Seriously, the 15 year olds in my Geometry class could tell you that
A-->B does not necessarily imply B-->A
Alejandro: Phase out
Alejandro:
Phase out Medicare? I would give you points for honesty, if it wasn't such a horrific policy choice.
The reason Medicare was created in the first place is that old people are a market that private insurance companies won't touch with a ten foot pole. No free market magic is going to change that.
Without Medicare, the vast majority of the elderly would be left uninsured, aside from maybe bare bones policies with payment caps.
That would mean all but a few very wealthy seniors would have no financial or health security. Any expensive illness would either kill or bankrupt a senior with a typical level of savings.
Anonymous, we don't know
Anonymous, we don't know what the eldercare health market would be like in the absence of medicare in the modern era, because medicare has crowded it out for the past forty years. Imagine if the government had opened a car company in 1965 and forbidden anybody else to compete in the less than $50,000 market by law. Would you expect cars that cost less than $50,000 to be better or worse than they are now? That's where we are with medicare.

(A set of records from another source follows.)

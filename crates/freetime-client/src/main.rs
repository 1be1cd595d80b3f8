//! freetime CLI entry point.

use std::process::ExitCode;

use clap::Parser;
use freetime_core::{TracingConfig, init_tracing};

use freetime_client::cli::{Cli, Command};
use freetime_client::commands;
use freetime_client::config::AppConfig;
use freetime_client::error::{ClientError, ClientResult};
use freetime_client::paths::AppPaths;

#[tokio::main]
async fn main() -> ExitCode {
    let cli = Cli::parse();

    let tracing_config = if cli.debug {
        TracingConfig::cli_debug()
    } else {
        TracingConfig::cli()
    }
    .with_format(cli.log_format.into());
    if let Err(e) = init_tracing(tracing_config) {
        eprintln!("warning: {}", e);
    }

    match run(cli).await {
        Ok(()) => ExitCode::SUCCESS,
        Err(e) => {
            eprintln!("error: {}", e);
            if e.is_retryable() {
                eprintln!("This failure may be temporary, try again later.");
            }
            ExitCode::FAILURE
        }
    }
}

async fn run(cli: Cli) -> ClientResult<()> {
    let paths = AppPaths::new(cli.home.as_deref());

    match cli.command {
        Some(Command::Auth(args)) => {
            let config = AppConfig::load(&paths)?.with_overrides(&args.overrides());
            commands::auth::run(&paths, &config, &args).await
        }
        Some(Command::Analyze(args)) => {
            let config = AppConfig::load(&paths)?.with_overrides(&args.overrides());
            commands::analyze::run(&paths, &config, &args).await
        }
        Some(Command::Config(args)) => commands::config::run(&paths, &args),
        None => Err(ClientError::Config(
            "no command specified. Use 'auth', 'analyze', or 'config'. \
             Run with --help for more information."
                .to_string(),
        )),
    }
}
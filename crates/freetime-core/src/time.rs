//! Time helpers for the analysis.
//!
//! This module provides [`AnalysisWeek`] for selecting the Monday to Friday
//! range to analyze, and the `H:MM` / `HH:MM` conversions used by the
//! configuration and the reports.

use chrono::{DateTime, Datelike, Days, Duration, NaiveDate, NaiveDateTime, NaiveTime, TimeZone, Utc};
use serde::{Deserialize, Serialize};

use crate::error::AnalysisError;

/// Number of work days in an analysis week.
pub const WORK_DAYS: u32 = 5;

/// A Monday to Friday range of dates, both inclusive.
#[derive(Debug, Clone, Copy, PartialEq, Eq, Serialize, Deserialize)]
pub struct AnalysisWeek {
    /// The Monday.
    pub start: NaiveDate,
    /// The Friday.
    pub end: NaiveDate,
}

impl AnalysisWeek {
    /// Returns the most recently completed work week before `today`,
    /// shifted back by `weeks_back` additional weeks.
    ///
    /// The current week never counts, even when `today` is a weekend day.
    /// Returns `None` when the week would fall before the earliest
    /// representable date.
    pub fn previous(today: NaiveDate, weeks_back: u32) -> Option<Self> {
        let days_since_monday = u64::from(today.weekday().num_days_from_monday());
        let days = days_since_monday + 7 * (1 + u64::from(weeks_back));
        today.checked_sub_days(Days::new(days)).map(Self::starting)
    }

    /// Returns the week starting on the given Monday.
    pub fn starting(monday: NaiveDate) -> Self {
        Self {
            start: monday,
            end: monday + Duration::days(i64::from(WORK_DAYS) - 1),
        }
    }
}

/// Converts an inclusive range of local dates into a half-open UTC range
/// `[first 00:00, day after last 00:00)` for the given timezone.
pub fn local_days_to_utc<Tz: TimeZone>(
    first: NaiveDate,
    last: NaiveDate,
    tz: &Tz,
) -> (DateTime<Utc>, DateTime<Utc>) {
    let start = local_midnight_utc(first, tz);
    let end = local_midnight_utc(last + Duration::days(1), tz);
    (start, end)
}

fn local_midnight_utc<Tz: TimeZone>(date: NaiveDate, tz: &Tz) -> DateTime<Utc> {
    let midnight = NaiveDateTime::new(date, NaiveTime::MIN);
    tz.from_local_datetime(&midnight)
        .earliest()
        .map(|dt| dt.with_timezone(&Utc))
        // Midnight skipped by a DST jump.
        .unwrap_or_else(|| midnight.and_utc())
}

/// Parses a time of day in `HH:MM` form.
///
/// # Errors
///
/// Returns [`AnalysisError::InvalidTimeFormat`] for anything else,
/// including out of range hours or minutes.
pub fn parse_time_of_day(input: &str) -> Result<NaiveTime, AnalysisError> {
    let trimmed = input.trim();
    NaiveTime::parse_from_str(trimmed, "%H:%M")
        .map_err(|_| AnalysisError::InvalidTimeFormat(input.to_string()))
}

/// Formats a duration as `H:MM`, hours not wrapping at 24.
///
/// Negative durations format as `0:00`.
pub fn format_duration(duration: Duration) -> String {
    let minutes = duration.num_minutes().max(0);
    format!("{}:{:02}", minutes / 60, minutes % 60)
}

#[cfg(test)]
mod tests {
    use super::*;
    use chrono::{FixedOffset, Weekday};

    fn date(y: i32, m: u32, d: u32) -> NaiveDate {
        NaiveDate::from_ymd_opt(y, m, d).unwrap()
    }

    mod analysis_week {
        use super::*;

        #[test]
        fn from_midweek() {
            // Wednesday 2025-03-12
            let week = AnalysisWeek::previous(date(2025, 3, 12), 0).unwrap();
            assert_eq!(week.start, date(2025, 3, 3));
            assert_eq!(week.end, date(2025, 3, 7));
            assert_eq!(week.start.weekday(), Weekday::Mon);
            assert_eq!(week.end.weekday(), Weekday::Fri);
        }

        #[test]
        fn from_monday_skips_current_week() {
            let week = AnalysisWeek::previous(date(2025, 3, 10), 0).unwrap();
            assert_eq!(week.start, date(2025, 3, 3));
        }

        #[test]
        fn from_sunday_uses_week_before() {
            let week = AnalysisWeek::previous(date(2025, 3, 16), 0).unwrap();
            assert_eq!(week.start, date(2025, 3, 3));
            assert_eq!(week.end, date(2025, 3, 7));
        }

        #[test]
        fn weeks_back_shifts() {
            let week = AnalysisWeek::previous(date(2025, 3, 12), 2).unwrap();
            assert_eq!(week.start, date(2025, 2, 17));
            assert_eq!(week.end, date(2025, 2, 21));
        }

        #[test]
        fn across_year_boundary() {
            let week = AnalysisWeek::previous(date(2025, 1, 2), 0).unwrap();
            assert_eq!(week.start, date(2024, 12, 23));
            assert_eq!(week.end, date(2024, 12, 27));
        }

        #[test]
        fn too_far_back() {
            assert_eq!(AnalysisWeek::previous(date(2025, 3, 12), 20_000_000), None);
            assert_eq!(AnalysisWeek::previous(NaiveDate::MIN, 0), None);
        }
    }

    mod utc_range {
        use super::*;

        #[test]
        fn utc_is_identity() {
            let (start, end) = local_days_to_utc(date(2025, 3, 3), date(2025, 3, 7), &Utc);
            assert_eq!(start.to_rfc3339(), "2025-03-03T00:00:00+00:00");
            assert_eq!(end.to_rfc3339(), "2025-03-08T00:00:00+00:00");
        }

        #[test]
        fn fixed_offset_shifts() {
            let tz = FixedOffset::east_opt(2 * 3600).unwrap();
            let (start, end) = local_days_to_utc(date(2025, 3, 3), date(2025, 3, 7), &tz);
            assert_eq!(start.to_rfc3339(), "2025-03-02T22:00:00+00:00");
            assert_eq!(end.to_rfc3339(), "2025-03-07T22:00:00+00:00");
        }
    }

    mod parse_time {
        use super::*;

        #[test]
        fn valid() {
            assert_eq!(
                parse_time_of_day("09:00").unwrap(),
                NaiveTime::from_hms_opt(9, 0, 0).unwrap()
            );
            assert_eq!(
                parse_time_of_day(" 18:30 ").unwrap(),
                NaiveTime::from_hms_opt(18, 30, 0).unwrap()
            );
            assert_eq!(parse_time_of_day("00:00").unwrap(), NaiveTime::MIN);
        }

        #[test]
        fn invalid() {
            for input in ["24:00", "12:60", "noon", "", "12", "12:00:00"] {
                let err = parse_time_of_day(input).unwrap_err();
                assert!(
                    matches!(err, AnalysisError::InvalidTimeFormat(ref s) if s == input),
                    "{input:?} should be rejected"
                );
            }
        }
    }

    mod duration_format {
        use super::*;

        #[test]
        fn hours_and_minutes() {
            assert_eq!(format_duration(Duration::minutes(210)), "3:30");
            assert_eq!(format_duration(Duration::minutes(45)), "0:45");
            assert_eq!(format_duration(Duration::zero()), "0:00");
        }

        #[test]
        fn does_not_wrap_days() {
            assert_eq!(format_duration(Duration::hours(45)), "45:00");
        }

        #[test]
        fn ignores_seconds_and_negatives() {
            assert_eq!(format_duration(Duration::seconds(3599)), "0:59");
            assert_eq!(format_duration(Duration::minutes(-5)), "0:00");
        }
    }
}
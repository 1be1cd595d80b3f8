//! Client error types.

use freetime_core::AnalysisError;
use freetime_providers::{ProviderError, ProviderErrorCode};
use thiserror::Error;

/// Result type for client operations.
pub type ClientResult<T> = Result<T, ClientError>;

/// Errors that can occur in the client.
///
/// Every variant ends the process with exit code 1.
#[derive(Debug, Error)]
pub enum ClientError {
    /// Missing or invalid configuration.
    #[error("configuration error: {0}")]
    Config(String),

    /// No usable credentials, or the server rejected them.
    #[error("authentication failed: {0}")]
    Authentication(String),

    /// Calendar retrieval failed.
    #[error("failed to retrieve calendar events: {0}")]
    Retrieval(#[source] ProviderError),

    /// The analysis inputs were rejected.
    #[error("analysis failed: {0}")]
    Analysis(#[from] AnalysisError),

    #[error("IO error: {0}")]
    Io(#[from] std::io::Error),
}

impl ClientError {
    /// The error shown when no credentials are stored at all.
    pub fn not_authenticated() -> Self {
        Self::Authentication("not authenticated, please run 'freetime auth' first".to_string())
    }

    /// True when retrying the same command later may succeed.
    pub fn is_retryable(&self) -> bool {
        matches!(self, Self::Retrieval(err) if err.is_retryable())
    }
}

impl From<ProviderError> for ClientError {
    fn from(err: ProviderError) -> Self {
        match err.code() {
            ProviderErrorCode::AuthenticationFailed => Self::Authentication(format!(
                "{}. Run 'freetime auth' to sign in again",
                err.message()
            )),
            ProviderErrorCode::ConfigurationError => Self::Config(err.message().to_string()),
            _ => Self::Retrieval(err),
        }
    }
}
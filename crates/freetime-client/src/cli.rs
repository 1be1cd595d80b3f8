//! Command-line interface definition.

use std::path::PathBuf;

use clap::{Args, Parser, Subcommand, ValueEnum};
use freetime_core::TracingOutputFormat;

use crate::config::ConfigOverrides;

/// freetime - Find the free time in last week's calendar
#[derive(Debug, Parser)]
#[command(name = "freetime")]
#[command(author, version, about, long_about = None)]
pub struct Cli {
    /// Directory holding the configuration and stored credentials
    #[arg(long, env = "FREETIME_HOME", global = true)]
    pub home: Option<PathBuf>,

    /// Enable debug output
    #[arg(long, short = 'v', global = true)]
    pub debug: bool,

    /// Log output format
    #[arg(long, value_enum, default_value_t = LogFormat::Compact, global = true)]
    pub log_format: LogFormat,

    #[command(subcommand)]
    pub command: Option<Command>,
}

/// Log output format.
#[derive(Debug, Clone, Copy, PartialEq, Eq, ValueEnum)]
pub enum LogFormat {
    /// Single-line human readable records
    Compact,
    /// One JSON object per record
    Json,
}

impl From<LogFormat> for TracingOutputFormat {
    fn from(format: LogFormat) -> Self {
        match format {
            LogFormat::Compact => TracingOutputFormat::Compact,
            LogFormat::Json => TracingOutputFormat::Json,
        }
    }
}

/// Available commands.
#[derive(Debug, Subcommand)]
pub enum Command {
    /// Sign in to Microsoft 365 or Exchange
    Auth(AuthArgs),

    /// Find free time slots in a past work week
    Analyze(AnalyzeArgs),

    /// Show or update the configuration
    #[command(args_conflicts_with_subcommands = true)]
    Config(ConfigArgs),
}

/// Flags shared by every command that can pick the backend.
#[derive(Debug, Clone, Default, Args)]
pub struct ConnectionArgs {
    /// Microsoft Application (client) ID for OAuth
    #[arg(long)]
    pub client_id: Option<String>,

    /// Microsoft tenant ID for OAuth
    #[arg(long)]
    pub tenant_id: Option<String>,

    /// Exchange server address (for legacy auth)
    #[arg(long)]
    pub server: Option<String>,
}

/// Flags selecting the authentication mode.
#[derive(Debug, Clone, Default, Args)]
pub struct AuthModeArgs {
    /// Use OAuth authentication with Microsoft Graph (the default)
    #[arg(long, conflicts_with = "no_oauth")]
    pub use_oauth: bool,

    /// Use legacy username and password authentication with Exchange
    #[arg(long)]
    pub no_oauth: bool,
}

impl AuthModeArgs {
    fn use_oauth(&self) -> Option<bool> {
        match (self.use_oauth, self.no_oauth) {
            (true, _) => Some(true),
            (_, true) => Some(false),
            _ => None,
        }
    }
}

/// Work schedule flags.
#[derive(Debug, Clone, Default, Args)]
pub struct ScheduleArgs {
    /// Work day start time (format: HH:MM)
    #[arg(long, value_name = "HH:MM")]
    pub start_time: Option<String>,

    /// Work day end time (format: HH:MM)
    #[arg(long, value_name = "HH:MM")]
    pub end_time: Option<String>,

    /// Shortest free slot to report, in minutes
    #[arg(long, value_name = "MINUTES")]
    pub min_slot: Option<u32>,
}

/// Arguments of `freetime auth`.
#[derive(Debug, Clone, Default, Args)]
pub struct AuthArgs {
    #[command(flatten)]
    pub mode: AuthModeArgs,

    #[command(flatten)]
    pub connection: ConnectionArgs,

    /// Exchange username (for legacy auth)
    #[arg(long)]
    pub username: Option<String>,

    /// Exchange password (for legacy auth, prompting is preferred)
    #[arg(long)]
    pub password: Option<String>,

    /// Sign in again even if valid tokens are stored
    #[arg(long, short)]
    pub force: bool,
}

impl AuthArgs {
    /// Values that apply to this run only.
    pub fn overrides(&self) -> ConfigOverrides {
        ConfigOverrides {
            use_oauth: self.mode.use_oauth(),
            client_id: self.connection.client_id.clone(),
            tenant_id: self.connection.tenant_id.clone(),
            server: self.connection.server.clone(),
            ..Default::default()
        }
    }
}

/// Arguments of `freetime analyze`.
#[derive(Debug, Clone, Default, Args)]
pub struct AnalyzeArgs {
    #[command(flatten)]
    pub schedule: ScheduleArgs,

    #[command(flatten)]
    pub connection: ConnectionArgs,

    /// Analyze the week N weeks before last week
    #[arg(long, value_name = "N", default_value_t = 0)]
    pub weeks_back: u32,

    /// Also list the events that block time
    #[arg(long)]
    pub show_events: bool,

    /// Output in JSON format
    #[arg(long)]
    pub json: bool,
}

impl AnalyzeArgs {
    /// Values that apply to this run only.
    pub fn overrides(&self) -> ConfigOverrides {
        ConfigOverrides {
            work_start: self.schedule.start_time.clone(),
            work_end: self.schedule.end_time.clone(),
            min_slot_minutes: self.schedule.min_slot,
            client_id: self.connection.client_id.clone(),
            tenant_id: self.connection.tenant_id.clone(),
            server: self.connection.server.clone(),
            ..Default::default()
        }
    }
}

/// Arguments of `freetime config`.
///
/// Flags update `config.toml`; the subcommands only read it.
#[derive(Debug, Clone, Default, Args)]
pub struct ConfigArgs {
    #[command(subcommand)]
    pub action: Option<ConfigAction>,

    #[command(flatten)]
    pub schedule: ScheduleArgs,

    #[command(flatten)]
    pub mode: AuthModeArgs,

    #[command(flatten)]
    pub connection: ConnectionArgs,
}

impl ConfigArgs {
    /// Values to write to `config.toml`.
    pub fn overrides(&self) -> ConfigOverrides {
        ConfigOverrides {
            work_start: self.schedule.start_time.clone(),
            work_end: self.schedule.end_time.clone(),
            min_slot_minutes: self.schedule.min_slot,
            use_oauth: self.mode.use_oauth(),
            client_id: self.connection.client_id.clone(),
            tenant_id: self.connection.tenant_id.clone(),
            server: self.connection.server.clone(),
        }
    }
}

/// Read-only configuration actions.
#[derive(Debug, Clone, Copy, PartialEq, Eq, Subcommand)]
pub enum ConfigAction {
    /// Print the current configuration
    Show,

    /// Print the configuration and credential file paths
    Path,
}
//! Free slot derivation.
//!
//! Busy intervals are grouped by date, sorted, clipped to the daily
//! [`WorkWindow`] and swept with a cursor. Every gap between busy time that
//! is at least the minimum duration becomes a [`FreeSlot`].

use std::collections::{BTreeMap, BTreeSet};

use chrono::{Duration, NaiveDate, NaiveTime, Timelike};

use crate::error::AnalysisError;
use crate::event::BusyInterval;

/// The daily working hours.
#[derive(Debug, Clone, Copy, PartialEq, Eq)]
pub struct WorkWindow {
    /// Start of the working day.
    pub start: NaiveTime,
    /// End of the working day.
    pub end: NaiveTime,
}

impl WorkWindow {
    /// Creates a work window.
    ///
    /// # Errors
    ///
    /// Returns [`AnalysisError::InvalidWorkWindow`] unless `start < end`.
    pub fn new(start: NaiveTime, end: NaiveTime) -> Result<Self, AnalysisError> {
        let window = Self { start, end };
        window.check()?;
        Ok(window)
    }

    /// Length of the window.
    pub fn duration(&self) -> Duration {
        self.end - self.start
    }

    fn check(&self) -> Result<(), AnalysisError> {
        if self.start >= self.end {
            return Err(AnalysisError::InvalidWorkWindow {
                start: self.start,
                end: self.end,
            });
        }
        Ok(())
    }
}

/// A free gap inside the work window.
#[derive(Debug, Clone, PartialEq, Eq)]
pub struct FreeSlot {
    pub date: NaiveDate,
    pub start: NaiveTime,
    pub end: NaiveTime,
    /// `end - start`.
    pub duration: Duration,
    /// The duration left after subtracting the minimum slot duration.
    pub effective_duration: Duration,
}

impl FreeSlot {
    fn new(date: NaiveDate, start: NaiveTime, end: NaiveTime, min_duration: Duration) -> Self {
        let duration = end - start;
        Self {
            date,
            start,
            end,
            duration,
            effective_duration: duration - min_duration,
        }
    }
}

/// Aggregate figures over all free slots.
#[derive(Debug, Clone, PartialEq)]
pub struct AnalysisSummary {
    pub total_free: Duration,
    pub total_effective_free: Duration,
    pub total_work: Duration,
    /// Effective free time as a percentage of work time, `None` when there
    /// is no work time to compare against.
    pub free_percentage: Option<f64>,
    /// Number of distinct dates that had busy time.
    pub observed_days: usize,
}

/// The result of one analysis run.
#[derive(Debug, Clone, PartialEq)]
pub struct FreeTimeReport {
    pub slots: Vec<FreeSlot>,
    pub summary: AnalysisSummary,
}

impl FreeTimeReport {
    /// Returns true if no slot met the minimum duration.
    pub fn is_empty(&self) -> bool {
        self.slots.is_empty()
    }
}

/// Derives the free slots of every date that has busy intervals.
///
/// Dates without busy intervals produce nothing. The result is ordered by
/// date, then by start time.
///
/// # Errors
///
/// Fails on an empty or inverted work window, or a negative minimum
/// duration, before looking at any interval.
pub fn compute_free_slots(
    busy: &[BusyInterval],
    window: WorkWindow,
    min_duration: Duration,
) -> Result<Vec<FreeSlot>, AnalysisError> {
    window.check()?;
    if min_duration < Duration::zero() {
        return Err(AnalysisError::InvalidMinDuration);
    }

    let mut by_date: BTreeMap<NaiveDate, Vec<(NaiveTime, NaiveTime)>> = BTreeMap::new();
    for interval in busy {
        by_date
            .entry(interval.date)
            .or_default()
            .push((interval.start, interval.end));
    }

    let mut slots = Vec::new();
    for (date, mut intervals) in by_date {
        intervals.sort_by_key(|&(start, end)| (start, end));

        let mut cursor = window.start;
        for (start, end) in intervals {
            if end <= window.start || start >= window.end {
                continue;
            }
            let start = start.max(window.start);
            let end = end.min(window.end);

            if start > cursor && start - cursor >= min_duration {
                slots.push(FreeSlot::new(date, cursor, start, min_duration));
            }
            cursor = cursor.max(end);
        }

        if cursor < window.end && window.end - cursor >= min_duration {
            slots.push(FreeSlot::new(date, cursor, window.end, min_duration));
        }
    }

    Ok(slots)
}

/// Computes the summary figures for a set of slots.
///
/// Work time is the difference of the window's hour and minute components,
/// times `observed_days`; seconds in the window bounds are ignored.
pub fn summarize(slots: &[FreeSlot], window: WorkWindow, observed_days: usize) -> AnalysisSummary {
    let total_free = slots
        .iter()
        .fold(Duration::zero(), |acc, slot| acc + slot.duration);
    let total_effective_free = slots
        .iter()
        .fold(Duration::zero(), |acc, slot| acc + slot.effective_duration);

    let hours = i64::from(window.end.hour()) - i64::from(window.start.hour());
    let minutes = i64::from(window.end.minute()) - i64::from(window.start.minute());
    let days = i32::try_from(observed_days).unwrap_or(i32::MAX);
    let total_work = (Duration::hours(hours) + Duration::minutes(minutes)) * days;

    let free_percentage = (total_work > Duration::zero()).then(|| {
        total_effective_free.num_seconds() as f64 / total_work.num_seconds() as f64 * 100.0
    });

    AnalysisSummary {
        total_free,
        total_effective_free,
        total_work,
        free_percentage,
        observed_days,
    }
}

/// Runs the slot derivation and the summary in one go.
///
/// The number of observed days is the number of distinct dates in `busy`.
///
/// # Errors
///
/// Same as [`compute_free_slots`].
pub fn analyze(
    busy: &[BusyInterval],
    window: WorkWindow,
    min_duration: Duration,
) -> Result<FreeTimeReport, AnalysisError> {
    let slots = compute_free_slots(busy, window, min_duration)?;
    let observed_days = busy.iter().map(|b| b.date).collect::<BTreeSet<_>>().len();
    let summary = summarize(&slots, window, observed_days);

    tracing::debug!(
        busy = busy.len(),
        slots = slots.len(),
        observed_days,
        "computed free slots"
    );

    Ok(FreeTimeReport { slots, summary })
}
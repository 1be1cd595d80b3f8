//! Owner-only files for secrets.

use std::fs;
use std::io::Write;
use std::path::{Path, PathBuf};

use crate::error::{ProviderError, ProviderResult};

/// Writes `content` to `path` atomically with owner-only permissions,
/// creating the parent directory if needed.
pub(crate) fn write_private(path: &Path, content: &[u8]) -> ProviderResult<()> {
    if let Some(parent) = path.parent() {
        fs::create_dir_all(parent).map_err(|e| {
            ProviderError::internal(format!("failed to create {}: {}", parent.display(), e))
                .with_source(e)
        })?;
    }

    let mut temp_name = path.as_os_str().to_owned();
    temp_name.push(".tmp");
    let temp_path = PathBuf::from(temp_name);

    let mut options = fs::OpenOptions::new();
    options.write(true).create(true).truncate(true);
    #[cfg(unix)]
    {
        use std::os::unix::fs::OpenOptionsExt;
        options.mode(0o600);
    }

    let write = |temp: &Path| -> std::io::Result<()> {
        let mut file = options.open(temp)?;
        file.write_all(content)?;
        file.sync_all()?;
        #[cfg(unix)]
        {
            use std::os::unix::fs::PermissionsExt;
            fs::set_permissions(temp, fs::Permissions::from_mode(0o600))?;
        }
        fs::rename(temp, path)
    };

    write(&temp_path).map_err(|e| {
        let _ = fs::remove_file(&temp_path);
        ProviderError::internal(format!("failed to write {}: {}", path.display(), e)).with_source(e)
    })
}

#[cfg(test)]
mod tests {
    use super::*;

    #[test]
    fn creates_parent_and_replaces_content() {
        let dir = tempfile::tempdir().unwrap();
        let path = dir.path().join("a").join("b").join("secret.json");

        write_private(&path, b"first").unwrap();
        write_private(&path, b"second").unwrap();

        assert_eq!(fs::read_to_string(&path).unwrap(), "second");
        assert!(!dir.path().join("a").join("b").join("secret.json.tmp").exists());
    }

    #[cfg(unix)]
    #[test]
    fn owner_only_permissions() {
        use std::os::unix::fs::PermissionsExt;

        let dir = tempfile::tempdir().unwrap();
        let path = dir.path().join("secret.json");
        fs::write(&path, "old").unwrap();
        fs::set_permissions(&path, fs::Permissions::from_mode(0o644)).unwrap();

        write_private(&path, b"new").unwrap();

        let mode = fs::metadata(&path).unwrap().permissions().mode();
        assert_eq!(mode & 0o777, 0o600);
    }
}
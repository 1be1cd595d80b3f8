//! Secret references in configuration values.
//!
//! `client_id`, `tenant_id`, `server` and the `--password` flag accept:
//!
//! - `pass::path/in/store`: first line of `pass show path/in/store`
//! - `env::VAR_NAME`: the value of `$VAR_NAME`
//! - anything else: used verbatim

use std::process::Command;

use thiserror::Error;

/// A secret reference that could not be resolved.
#[derive(Debug, Error, PartialEq, Eq)]
pub enum SecretError {
    #[error("failed to run `pass show {path}`: {reason}")]
    PassUnavailable { path: String, reason: String },

    #[error("`pass show {path}` failed: {stderr}")]
    PassFailed { path: String, stderr: String },

    #[error("`pass show {0}` produced no output")]
    PassEmpty(String),

    #[error("environment variable `{0}` is not set")]
    MissingEnv(String),
}

/// Resolves `value`, expanding a `pass::` or `env::` prefix.
pub fn resolve(value: &str) -> Result<String, SecretError> {
    if let Some(path) = value.strip_prefix("pass::") {
        from_pass(path)
    } else if let Some(var) = value.strip_prefix("env::") {
        std::env::var(var).map_err(|_| SecretError::MissingEnv(var.to_string()))
    } else {
        Ok(value.to_string())
    }
}

/// Returns true if `value` points at a secret store instead of holding
/// the value itself.
pub fn is_reference(value: &str) -> bool {
    value.starts_with("pass::") || value.starts_with("env::")
}

fn from_pass(path: &str) -> Result<String, SecretError> {
    let output = Command::new("pass")
        .args(["show", path])
        .output()
        .map_err(|e| SecretError::PassUnavailable {
            path: path.to_string(),
            reason: e.to_string(),
        })?;

    if !output.status.success() {
        return Err(SecretError::PassFailed {
            path: path.to_string(),
            stderr: String::from_utf8_lossy(&output.stderr).trim().to_string(),
        });
    }

    String::from_utf8_lossy(&output.stdout)
        .lines()
        .next()
        .map(str::to_string)
        .ok_or_else(|| SecretError::PassEmpty(path.to_string()))
}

Your analogies are horrible
Seriously, the last person that got me this riled up was Luther. When did Medicare force companies not to compete for eldercare insurance? Private companies dont insure old people because there is no profit margin in it. You keep making false comparisons in your arguments and I can't decide whether you are being disingenuous or just unable to use logic. Either way, you should do more thinking and less typing.
There's no profit in it
There's no profit in it because it has to compete with a government beast that has a dedicated revenue stream of nearly 6% of the wages in the biggest economy in the world. The amount of money poured down the medicare money pit is so great that competition is effectively impossible.
Health Insurance Premiums
tagged as:- result
Alejandro,
I'm 53 & in good health, haven't needed medical care in over a year & what I needed then was trivial. The cost to add me to my wife's insurance is $560/month, & BTW her insurance is sh*t, I know this as I pay the bills. What if I was 73 & in marginal health, what do you suppose the premium might be then? (No, I don't have a clue)
Italy not collapsed?
A 72-year-old career white-collar criminal as premier (and popular!) An ascendent nativist political party happy to trade in the worst racial stereotypes, with a nascent grey-shirted street cadre meant to keep cities 'safe'. Widespread illegal waste dumping -- much of it toxic -- across the south (thanks, Camorra!) Endemic and widespread sweat-shop labor creating some of the most expensive luxury goods on the planet. A port -- Naples -- which is a main spigot for hard drugs from Asia and counterfeit and "duty-free" merchandise -- clothes and electronics -- from China. A chronically over-burdened (sometimes compromised) police and judiciary. An urban murder rate south of Rome that makes Philadelphia look like Stockholm.
Honestly, how much more do you need before you get to collapse? Do we want to edge any further down that road?
Go read Robt. Saviano's Gomorrah, eye-opening and hair-raising. As fine an indictment of finance capitalism and free-market trade, which all of the above is in service of, as you'll find.